At the moment they are on tour with, of all things, the World Championship Wrestling (WCW) Tour.

"We'll actually be playing gigs right alongside those matches as well a wrestling," says Only.

Wrestling?

"Yeah, we have been. I'm signed up for like, a year," he says. "I've been in the cage with Dr. Death."

But do they feel they are in danger of becoming too cartoonish?

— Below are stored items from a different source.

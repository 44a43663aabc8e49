use axum::extract::State;
use tracing::info;

use super::response::{ApiResponse, Empty, JsonBody, PathId};
use super::AppState;
use crate::auth::AuthUser;
use crate::error::{Error, Result};
use crate::model::{Order, OrderInput, Role, StatusInput};

/// `GET /api/orders`
pub(super) async fn list_orders(
    State(state): State<AppState>,
    caller: AuthUser,
) -> Result<ApiResponse<Vec<Order>>> {
    caller.authorize(&[Role::Admin])?;
    let orders = state.storage()?.list_orders()?;
    Ok(ApiResponse::list(orders))
}

/// `POST /api/orders`
///
/// Only customers place orders. Stock for every line is checked and
/// decremented in one transaction.
pub(super) async fn create_order(
    State(state): State<AppState>,
    caller: AuthUser,
    JsonBody(input): JsonBody<OrderInput>,
) -> Result<ApiResponse<Order>> {
    caller.authorize(&[Role::Customer])?;
    let new_order = input.validate()?;
    let order = state.storage()?.place_order(caller.id(), &new_order)?;
    Ok(ApiResponse::created(order))
}

/// `GET /api/orders/my-orders`
pub(super) async fn my_orders(
    State(state): State<AppState>,
    caller: AuthUser,
) -> Result<ApiResponse<Vec<Order>>> {
    let orders = state.storage()?.list_orders_for_user(caller.id())?;
    Ok(ApiResponse::list(orders))
}

/// `GET /api/orders/{id}`
///
/// Admins see any order. Everyone else only their own.
pub(super) async fn get_order(
    State(state): State<AppState>,
    caller: AuthUser,
    PathId(id): PathId,
) -> Result<ApiResponse<Order>> {
    let order = state.storage()?.get_order(id)?;
    let order = order.ok_or(Error::NotFound("Order"))?;
    if !caller.is_admin() && !order.is_owned_by(caller.id()) {
        return Err(Error::forbidden("Not authorized to view this order"));
    }
    Ok(ApiResponse::ok(order))
}

/// `PUT /api/orders/{id}`
pub(super) async fn update_order(
    State(state): State<AppState>,
    caller: AuthUser,
    PathId(id): PathId,
    JsonBody(input): JsonBody<StatusInput>,
) -> Result<ApiResponse<Order>> {
    caller.authorize(&[Role::Admin])?;
    let status = input.validate()?;
    let order = state.storage()?.update_order_status(id, status)?;
    let order = order.ok_or(Error::NotFound("Order"))?;
    info!(order_id = id, status = %status, "Order status updated");
    Ok(ApiResponse::ok(order))
}

/// `DELETE /api/orders/{id}`
pub(super) async fn delete_order(
    State(state): State<AppState>,
    caller: AuthUser,
    PathId(id): PathId,
) -> Result<ApiResponse<Empty>> {
    caller.authorize(&[Role::Admin])?;
    let deleted = state.storage()?.delete_order(id)?;
    if !deleted {
        return Err(Error::NotFound("Order"));
    }
    info!(order_id = id, by = caller.id(), "Order deleted");
    Ok(ApiResponse::ok(Empty {}))
}
//! Operator tasks behind the `admin` and `seed` subcommands.
//!
//! These work directly on a [`Storage`] and never go through HTTP.

use std::fs;
use std::path::Path;

use tracing::info;

use crate::auth::hash_password;
use crate::error::{Error, FieldError, Result};
use crate::model::{NewUser, NewVehicle, Permissions, Role, User, UserInput, VehicleInput};
use crate::storage::Storage;

/// Email of the bootstrap administrator.
pub const DEFAULT_ADMIN_EMAIL: &str = "admin@example.com";
/// Password of the bootstrap administrator.
pub const DEFAULT_ADMIN_PASSWORD: &str = "password123";
/// Display name of the bootstrap administrator.
pub const DEFAULT_ADMIN_NAME: &str = "Admin User";

/// Result of [`create_admin`].
#[derive(Debug, Clone, PartialEq, Eq)]
pub enum AdminOutcome {
    /// A new administrator was created.
    Created(User),
    /// An account with that email already existed and was left untouched.
    Existing(User),
}

/// Create an administrator unless the email is already registered.
///
/// # Errors
///
/// Returns a validation error for a bad email or short password, or an
/// error if hashing or the database operation fails.
pub fn create_admin(
    storage: &Storage,
    email: &str,
    password: &str,
    name: &str,
) -> Result<AdminOutcome> {
    let input = UserInput {
        name: Some(name.to_string()),
        email: Some(email.to_string()),
        password: Some(password.to_string()),
        role: Some(Role::Admin.as_str().to_string()),
        ..Default::default()
    };
    let new_user = NewUser {
        can_access_dashboard: true,
        permissions: Permissions::all(),
        ..input.into_new()?
    };

    if let Some(existing) = storage.find_user_by_email(&new_user.email)? {
        info!(email = %new_user.email, "Admin account already exists");
        return Ok(AdminOutcome::Existing(existing.user));
    }

    let hash = hash_password(&new_user.password)?;
    let user = storage.create_user(&new_user, &hash)?;
    info!(user_id = user.id, email = %user.email, "Created admin account");
    Ok(AdminOutcome::Created(user))
}

/// Parse a JSON array of vehicles and validate every entry.
///
/// Field errors are prefixed with the entry index, e.g. `[3].price`.
///
/// # Errors
///
/// Returns a JSON error for malformed input, or a validation error
/// listing every invalid field of every entry.
pub fn parse_vehicles(json: &str) -> Result<Vec<NewVehicle>> {
    let inputs: Vec<VehicleInput> = serde_json::from_str(json)?;
    let mut vehicles = Vec::with_capacity(inputs.len());
    let mut errors = Vec::new();
    for (i, input) in inputs.into_iter().enumerate() {
        match input.into_new() {
            Ok(vehicle) => vehicles.push(vehicle),
            Err(Error::Validation(fields)) => {
                errors.extend(fields.into_iter().map(|f| FieldError {
                    path: format!("[{i}].{}", f.path),
                    ..f
                }));
            }
            Err(other) => return Err(other),
        }
    }
    if errors.is_empty() {
        Ok(vehicles)
    } else {
        Err(Error::Validation(errors))
    }
}

/// Import the vehicles in a JSON file. Nothing is written unless every
/// entry is valid.
///
/// # Errors
///
/// Returns an error if the file can't be read, fails validation, or the
/// database operation fails.
pub fn import_vehicles_file(storage: &mut Storage, path: &Path) -> Result<usize> {
    let json = fs::read_to_string(path)?;
    let vehicles = parse_vehicles(&json)?;
    let imported = storage.import_vehicles(&vehicles)?;
    info!(count = imported, file = %path.display(), "Imported vehicles");
    Ok(imported)
}

/// Remove every vehicle.
///
/// # Errors
///
/// Returns an error if the database operation fails.
pub fn destroy_vehicles(storage: &Storage) -> Result<usize> {
    let removed = storage.delete_all_vehicles()?;
    info!(count = removed, "Destroyed vehicle data");
    Ok(removed)
}
//! Argon2 password hashing.

use argon2::password_hash::rand_core::OsRng;
use argon2::password_hash::{PasswordHash, PasswordHasher, PasswordVerifier, SaltString};
use argon2::Argon2;

use crate::error::{Error, Result};

/// Hash a password into a PHC string with a fresh random salt.
///
/// This is CPU-heavy; async callers should run it on a blocking thread.
///
/// # Errors
///
/// Returns an internal error if hashing fails.
pub fn hash_password(password: &str) -> Result<String> {
    let salt = SaltString::generate(&mut OsRng);
    Argon2::default()
        .hash_password(password.as_bytes(), &salt)
        .map(|hash| hash.to_string())
        .map_err(|e| Error::internal(format!("password hashing failed: {e}")))
}

/// Check a password against a stored PHC string.
///
/// # Errors
///
/// Returns an internal error if the stored hash can't be parsed.
pub fn verify_password(password: &str, stored: &str) -> Result<bool> {
    let parsed = PasswordHash::new(stored)
        .map_err(|e| Error::internal(format!("stored password hash is malformed: {e}")))?;
    Ok(Argon2::default()
        .verify_password(password.as_bytes(), &parsed)
        .is_ok())
}
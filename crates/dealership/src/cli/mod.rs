//! Command-line interface for dealership.
//!
//! This module provides the CLI structure for the `dealerd` binary.

mod commands;

use std::path::PathBuf;

use clap::{Parser, Subcommand};

pub use commands::{
    AdminCommand, ConfigCommand, SeedCommand, ServeCommand, StatusCommand, UsersCommand,
};

use crate::logging::Verbosity;

/// dealerd - Vehicle dealership backend
///
/// Serves the storefront and back-office HTTP API and provides operator
/// commands for accounts and inventory data.
#[derive(Debug, Parser)]
#[command(name = "dealerd")]
#[command(author, version, about, long_about = None)]
#[command(propagate_version = true)]
pub struct Cli {
    /// Path to custom configuration file
    #[arg(short, long, global = true, value_name = "FILE")]
    pub config: Option<PathBuf>,

    /// Increase verbosity (-v for debug, -vv for trace)
    #[arg(short, long, action = clap::ArgAction::Count, global = true)]
    pub verbose: u8,

    /// Suppress all output except errors
    #[arg(short, long, global = true)]
    pub quiet: bool,

    /// The command to execute
    #[command(subcommand)]
    pub command: Command,
}

/// Available commands.
#[derive(Debug, Subcommand)]
pub enum Command {
    /// Run the HTTP API server
    Serve(ServeCommand),

    /// Show database location and record counts
    Status(StatusCommand),

    /// Manage administrator accounts
    #[command(subcommand)]
    Admin(AdminCommand),

    /// Import or remove vehicle data
    #[command(subcommand)]
    Seed(SeedCommand),

    /// Inspect user accounts
    #[command(subcommand)]
    Users(UsersCommand),

    /// View or validate configuration
    #[command(subcommand)]
    Config(ConfigCommand),
}

impl Cli {
    /// Get the verbosity level based on flags.
    #[must_use]
    pub fn verbosity(&self) -> Verbosity {
        if self.quiet {
            Verbosity::Quiet
        } else {
            match self.verbose {
                0 => Verbosity::Normal,
                1 => Verbosity::Verbose,
                _ => Verbosity::Trace,
            }
        }
    }
}
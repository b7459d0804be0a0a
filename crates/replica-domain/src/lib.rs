#![deny(clippy::all)]
#![allow(
    clippy::missing_errors_doc,
    clippy::missing_panics_doc,
    clippy::must_use_candidate
)]

pub mod container;
pub mod payload;
pub mod schemes;

pub use container::{
    alignment_for, classify, is_signature_artifact, next_module_slot, validate_entry_name,
    Checksum, CompressionPolicy, EntryName, EntryNameError, EntrySpec, ANDROID_MANIFEST,
    BUNDLED_DATA_PATH, CONFIG_DOCUMENT_PATH, DEFAULT_NATIVE_ABI, FIXED_DOS_TIMESTAMP,
    SIGNATURE_DIR,
};
pub use payload::{ClonePayload, PayloadBundle};
pub use schemes::SchemeFlags;
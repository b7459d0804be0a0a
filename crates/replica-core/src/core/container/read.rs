use std::fs::File;
use std::io::{BufReader, Read};
use std::path::Path;

use anyhow::Context;
use zip::result::ZipError;
use zip::ZipArchive;

use replica_domain::CONFIG_DOCUMENT_PATH;

use crate::core::pipeline::PipelineError;

/// Returns the configuration document stored in `container`, if any.
pub fn read_config(container: &Path) -> Result<Option<Vec<u8>>, PipelineError> {
    let read_failed = |source: anyhow::Error| PipelineError::ContainerReadFailed {
        container: container.to_path_buf(),
        source,
    };
    let file = File::open(container)
        .with_context(|| format!("failed to open {}", container.display()))
        .map_err(read_failed)?;
    let mut archive = ZipArchive::new(BufReader::new(file))
        .context("not a valid ZIP container")
        .map_err(read_failed)?;
    let mut entry = match archive.by_name(CONFIG_DOCUMENT_PATH) {
        Ok(entry) => entry,
        Err(ZipError::FileNotFound) => return Ok(None),
        Err(err) => {
            return Err(read_failed(
                anyhow::Error::new(err).context(format!("failed to read {CONFIG_DOCUMENT_PATH}")),
            ))
        }
    };
    let mut bytes = Vec::new();
    entry
        .read_to_end(&mut bytes)
        .with_context(|| format!("failed to read {CONFIG_DOCUMENT_PATH}"))
        .map_err(read_failed)?;
    Ok(Some(bytes))
}
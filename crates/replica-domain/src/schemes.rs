use std::fmt;

use serde::{Deserialize, Serialize};

/// Which package-signature scheme generations to apply.
#[derive(Clone, Copy, Debug, PartialEq, Eq, Serialize, Deserialize)]
pub struct SchemeFlags {
    /// JAR signing (`META-INF` manifest, signature file and block).
    pub v1: bool,
    /// APK Signature Scheme v2 block.
    pub v2: bool,
    /// APK Signature Scheme v3 block; off unless asked for.
    pub v3: bool,
}

impl Default for SchemeFlags {
    fn default() -> Self {
        Self {
            v1: true,
            v2: true,
            v3: false,
        }
    }
}

impl SchemeFlags {
    pub fn none() -> Self {
        Self {
            v1: false,
            v2: false,
            v3: false,
        }
    }

    pub fn any(&self) -> bool {
        self.v1 || self.v2 || self.v3
    }

    /// Whether a signing block has to be inserted before the central directory.
    pub fn needs_signing_block(&self) -> bool {
        self.v2 || self.v3
    }
}

impl fmt::Display for SchemeFlags {
    fn fmt(&self, f: &mut fmt::Formatter<'_>) -> fmt::Result {
        let enabled: Vec<&str> = [(self.v1, "v1"), (self.v2, "v2"), (self.v3, "v3")]
            .into_iter()
            .filter_map(|(on, label)| on.then_some(label))
            .collect();
        if enabled.is_empty() {
            f.write_str("none")
        } else {
            f.write_str(&enabled.join("+"))
        }
    }
}

#[cfg(test)]
mod tests {
    use super::*;

    #[test]
    fn default_enables_legacy_and_modern_only() {
        let flags = SchemeFlags::default();
        assert!(flags.v1 && flags.v2 && !flags.v3);
        assert_eq!(flags.to_string(), "v1+v2");
    }

    #[test]
    fn none_renders_as_none() {
        assert_eq!(SchemeFlags::none().to_string(), "none");
        assert!(!SchemeFlags::none().any());
    }
}
use std::path::PathBuf;

use serde::{Deserialize, Serialize};

use crate::container::DEFAULT_NATIVE_ABI;

/// Files the caller wants merged into a container during a rebuild.
///
/// The source files are only read; the pipeline copies them into its own
/// scratch tree.
#[derive(Clone, Debug, PartialEq, Eq, Serialize, Deserialize)]
pub struct PayloadBundle {
    pub config: PathBuf,
    #[serde(default)]
    pub clone: Option<ClonePayload>,
    #[serde(default)]
    pub bundled_data: Option<PathBuf>,
}

impl PayloadBundle {
    /// Bundle for refreshing the configuration of an existing clone.
    pub fn config_only(config: impl Into<PathBuf>) -> Self {
        Self {
            config: config.into(),
            clone: None,
            bundled_data: None,
        }
    }

    /// Bundle for turning an ordinary package into a clone.
    pub fn first_clone(config: impl Into<PathBuf>, payload: ClonePayload) -> Self {
        Self {
            config: config.into(),
            clone: Some(payload),
            bundled_data: None,
        }
    }

    #[must_use]
    pub fn with_bundled_data(mut self, archive: impl Into<PathBuf>) -> Self {
        self.bundled_data = Some(archive.into());
        self
    }

    pub fn is_first_clone(&self) -> bool {
        self.clone.is_some()
    }
}

/// Executable module and native libraries injected on first clone.
#[derive(Clone, Debug, PartialEq, Eq, Serialize, Deserialize)]
pub struct ClonePayload {
    pub module: PathBuf,
    #[serde(default)]
    pub native_libs: Vec<PathBuf>,
    #[serde(default = "default_abi")]
    pub abi: String,
}

impl ClonePayload {
    pub fn new(module: impl Into<PathBuf>, native_libs: Vec<PathBuf>) -> Self {
        Self {
            module: module.into(),
            native_libs,
            abi: default_abi(),
        }
    }

    /// Directory inside the container that receives the native libraries.
    pub fn native_lib_dir(&self) -> String {
        format!("lib/{}", self.abi)
    }
}

fn default_abi() -> String {
    DEFAULT_NATIVE_ABI.to_string()
}
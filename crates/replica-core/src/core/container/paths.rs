use std::path::{Component, Path, PathBuf};

use anyhow::Context;

use replica_domain::{validate_entry_name, EntryNameError};

use crate::core::pipeline::PipelineError;

/// Maps a container entry name onto a path inside `root`.
///
/// The name is validated, joined lexically, and then the deepest existing
/// ancestor of the result is canonicalized so a symlink planted earlier in
/// the tree cannot redirect the write. The final path must sit under the
/// canonical root.
pub fn resolve(root: &Path, name: &str) -> Result<PathBuf, PipelineError> {
    let traversal = || PipelineError::PathTraversal {
        entry: name.to_string(),
    };
    match validate_entry_name(name) {
        Ok(()) => {}
        Err(EntryNameError::Absolute { .. } | EntryNameError::ParentSegment { .. }) => {
            return Err(traversal());
        }
        Err(source) => {
            return Err(PipelineError::InvalidEntryName {
                entry: name.to_string(),
                source,
            });
        }
    }

    let canonical_root = root
        .canonicalize()
        .with_context(|| format!("failed to canonicalize {}", root.display()))
        .map_err(|source| PipelineError::WorkspaceFailed { source })?;

    let mut candidate = canonical_root.clone();
    for component in Path::new(name).components() {
        match component {
            Component::Normal(part) => candidate.push(part),
            Component::CurDir => {}
            Component::ParentDir | Component::RootDir | Component::Prefix(_) => {
                return Err(traversal());
            }
        }
    }

    let (existing, remainder) = split_existing(&candidate);
    let mut resolved = existing.canonicalize().map_err(|_| traversal())?;
    resolved.extend(remainder);
    if resolved.starts_with(&canonical_root) {
        Ok(resolved)
    } else {
        Err(traversal())
    }
}

/// Splits `path` into its deepest existing ancestor and the missing tail.
fn split_existing(path: &Path) -> (&Path, Vec<&std::ffi::OsStr>) {
    let mut tail = Vec::new();
    let mut current = path;
    while current.symlink_metadata().is_err() {
        let (Some(parent), Some(name)) = (current.parent(), current.file_name()) else {
            break;
        };
        tail.push(name);
        current = parent;
    }
    tail.reverse();
    (current, tail)
}
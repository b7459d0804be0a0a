//! Container model: entry names, per-entry storage policy, and the fixed
//! layout every rebuilt package follows.

mod codec;
mod entry;
mod layout;

pub use codec::{alignment_for, classify, Checksum, CompressionPolicy, EntrySpec};
pub use entry::{validate_entry_name, EntryName, EntryNameError};
pub use layout::{
    is_signature_artifact, next_module_slot, ANDROID_MANIFEST, BUNDLED_DATA_PATH,
    CONFIG_DOCUMENT_PATH, DEFAULT_NATIVE_ABI, FIXED_DOS_TIMESTAMP, SIGNATURE_DIR,
};
use std::fs::{self, File};
use std::io::{self, BufWriter, Write};
use std::path::Path;

use anyhow::{anyhow, Context, Result};
use serde::Serialize;

use replica_domain::{next_module_slot, PayloadBundle, BUNDLED_DATA_PATH, CONFIG_DOCUMENT_PATH};

use super::paths::resolve;
use crate::core::pipeline::PipelineError;

/// Internal names written by one injection.
#[derive(Debug, Default, Clone, Serialize)]
pub struct InjectReport {
    pub config: String,
    pub module: Option<String>,
    pub native_libs: Vec<String>,
    pub bundled_data: Option<String>,
}

/// Merges `bundle` into the scratch tree rooted at `dest_root`.
///
/// The configuration document always overwrites whatever is in the tree.
/// For a first clone the module goes into the first free `classesN.dex`
/// slot and native libraries into `lib/<abi>/`. Any failure aborts the
/// injection; the caller discards the tree.
pub fn inject(dest_root: &Path, bundle: &PayloadBundle) -> Result<InjectReport, PipelineError> {
    let mut report = InjectReport {
        config: place(dest_root, CONFIG_DOCUMENT_PATH, &bundle.config)?,
        ..InjectReport::default()
    };

    if let Some(clone) = &bundle.clone {
        let slot = next_module_slot(|name| dest_root.join(name).exists());
        report.module = Some(place(dest_root, &slot, &clone.module)?);

        let lib_dir = clone.native_lib_dir();
        for lib in &clone.native_libs {
            let file_name = lib
                .file_name()
                .and_then(|name| name.to_str())
                .ok_or_else(|| PipelineError::PayloadWriteFailed {
                    target: lib.display().to_string(),
                    source: anyhow!("native library path has no usable file name"),
                })?;
            let name = format!("{lib_dir}/{file_name}");
            report.native_libs.push(place(dest_root, &name, lib)?);
        }
    }

    if let Some(archive) = &bundle.bundled_data {
        report.bundled_data = Some(place(dest_root, BUNDLED_DATA_PATH, archive)?);
    }

    tracing::debug!(
        config = %report.config,
        module = report.module.as_deref().unwrap_or("-"),
        native_libs = report.native_libs.len(),
        "injected payload"
    );
    Ok(report)
}

/// Copies `source` to the internal path `name`, replacing any existing file.
fn place(root: &Path, name: &str, source: &Path) -> Result<String, PipelineError> {
    let target = resolve(root, name)?;
    copy_into(source, &target).map_err(|source| PipelineError::PayloadWriteFailed {
        target: name.to_string(),
        source,
    })?;
    Ok(name.to_string())
}

fn copy_into(source: &Path, target: &Path) -> Result<()> {
    if let Some(parent) = target.parent() {
        fs::create_dir_all(parent)
            .with_context(|| format!("failed to create {}", parent.display()))?;
    }
    let mut input =
        File::open(source).with_context(|| format!("failed to open {}", source.display()))?;
    let output =
        File::create(target).with_context(|| format!("failed to create {}", target.display()))?;
    let mut output = BufWriter::new(output);
    io::copy(&mut input, &mut output)
        .with_context(|| format!("failed to copy {}", source.display()))?;
    output
        .flush()
        .with_context(|| format!("failed to flush {}", target.display()))?;
    Ok(())
}

#[cfg(test)]
mod tests {
    use std::path::PathBuf;

    use replica_domain::ClonePayload;

    use super::*;

    #[test]
    fn config_document_overwrites_existing_copy() {
        let dir = tempfile::tempdir().unwrap();
        let tree = dir.path().join("tree");
        fs::create_dir_all(tree.join("assets")).unwrap();
        fs::write(tree.join("assets/cloner.json"), b"{\"old\":true}").unwrap();
        let config = dir.path().join("cloner.json");
        fs::write(&config, b"{\"new\":true}").unwrap();

        let report = inject(&tree, &PayloadBundle::config_only(&config)).unwrap();
        assert_eq!(report.config, CONFIG_DOCUMENT_PATH);
        assert_eq!(fs::read(tree.join("assets/cloner.json")).unwrap(), b"{\"new\":true}");
        assert!(report.module.is_none());
    }

    #[test]
    fn first_clone_places_module_and_libraries() {
        let dir = tempfile::tempdir().unwrap();
        let tree = dir.path().join("tree");
        fs::create_dir_all(&tree).unwrap();
        fs::write(tree.join("classes.dex"), b"app").unwrap();
        fs::write(tree.join("classes2.dex"), b"app2").unwrap();

        let config = dir.path().join("cloner.json");
        let module = dir.path().join("hook.dex");
        let pine = dir.path().join("libpine.so");
        let data = dir.path().join("data.zip");
        fs::write(&config, b"{}").unwrap();
        fs::write(&module, b"hook").unwrap();
        fs::write(&pine, b"ELF").unwrap();
        fs::write(&data, b"PK").unwrap();

        let bundle = PayloadBundle::first_clone(&config, ClonePayload::new(&module, vec![pine]))
            .with_bundled_data(&data);
        let report = inject(&tree, &bundle).unwrap();

        assert_eq!(report.module.as_deref(), Some("classes3.dex"));
        assert_eq!(report.native_libs, vec!["lib/arm64-v8a/libpine.so".to_string()]);
        assert_eq!(report.bundled_data.as_deref(), Some(BUNDLED_DATA_PATH));
        assert_eq!(fs::read(tree.join("classes3.dex")).unwrap(), b"hook");
        assert_eq!(fs::read(tree.join("classes2.dex")).unwrap(), b"app2");
        assert!(tree.join("lib/arm64-v8a/libpine.so").is_file());
        assert!(tree.join("assets/bundled_app_data.zip").is_file());
    }

    #[test]
    fn missing_payload_file_aborts_injection() {
        let dir = tempfile::tempdir().unwrap();
        let bundle = PayloadBundle::config_only(PathBuf::from("/nonexistent/cloner.json"));
        let err = inject(dir.path(), &bundle).unwrap_err();
        match err {
            PipelineError::PayloadWriteFailed { target, .. } => {
                assert_eq!(target, CONFIG_DOCUMENT_PATH);
            }
            other => panic!("unexpected error {other:?}"),
        }
    }

    #[cfg(unix)]
    #[test]
    fn unwritable_tree_is_a_payload_write_failure() {
        use std::os::unix::fs::PermissionsExt;

        let dir = tempfile::tempdir().unwrap();
        let tree = dir.path().join("tree");
        fs::create_dir_all(tree.join("assets")).unwrap();
        fs::write(tree.join("assets/cloner.json"), b"old").unwrap();
        fs::set_permissions(tree.join("assets/cloner.json"), fs::Permissions::from_mode(0o444))
            .unwrap();
        fs::set_permissions(tree.join("assets"), fs::Permissions::from_mode(0o555)).unwrap();
        let config = dir.path().join("cloner.json");
        fs::write(&config, b"{}").unwrap();

        let result = inject(&tree, &PayloadBundle::config_only(&config));
        fs::set_permissions(tree.join("assets"), fs::Permissions::from_mode(0o755)).unwrap();
        // Root bypasses permission bits, so only assert when the write was refused.
        if let Err(err) = result {
            assert!(matches!(err, PipelineError::PayloadWriteFailed { .. }));
        }
    }
}
use std::collections::HashSet;
use std::sync::{Arc, Mutex, PoisonError};

use super::PipelineError;

/// Registry of package identities with a pipeline in flight.
///
/// A second request for an identity that is already held is rejected with
/// [`PipelineError::Busy`] instead of queuing behind a global flag.
#[derive(Clone, Debug, Default)]
pub struct PackageLocks {
    held: Arc<Mutex<HashSet<String>>>,
}

impl PackageLocks {
    pub fn new() -> Self {
        Self::default()
    }

    /// Claims `identity` until the returned guard is dropped.
    pub fn acquire(&self, identity: &str) -> Result<PackageGuard, PipelineError> {
        let mut held = self.held.lock().unwrap_or_else(PoisonError::into_inner);
        if !held.insert(identity.to_string()) {
            return Err(PipelineError::Busy {
                identity: identity.to_string(),
            });
        }
        Ok(PackageGuard {
            held: Arc::clone(&self.held),
            identity: identity.to_string(),
        })
    }

    pub fn is_held(&self, identity: &str) -> bool {
        self.held
            .lock()
            .unwrap_or_else(PoisonError::into_inner)
            .contains(identity)
    }
}

/// Releases its identity on drop.
#[derive(Debug)]
pub struct PackageGuard {
    held: Arc<Mutex<HashSet<String>>>,
    identity: String,
}

impl PackageGuard {
    pub fn identity(&self) -> &str {
        &self.identity
    }
}

impl Drop for PackageGuard {
    fn drop(&mut self) {
        self.held
            .lock()
            .unwrap_or_else(PoisonError::into_inner)
            .remove(&self.identity);
    }
}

"No. I've got a few years left," says Only. "There will come a point in the road where . . . my dad is sick, and we run a family business here where we run a machine shop. We make our own guitars, drums, and all that kind of stuff. When I figure what I make with the band and out there wrestling, and I probably make more money hanging here with the family running the business. That's not saying that that won't change. If the wrestling thing goes well we might sign one of them big contracts, and if the music thing takes off we may get that gold record that's going to launch our career and be the next Metallica. I try to entertain these thoughts as long as I can, but I try to be as realistic as I can."

For a band that has wielded such far-reaching influence over bands as varied as Green Day, NOFX, and Metallica (who cover "Die Die My Darling" and do a "Green Hell/Last Caress" medley on their Garage, Inc. album), the Misfits deserve to finally "walk among us" as giants in the pantheon of punk rock.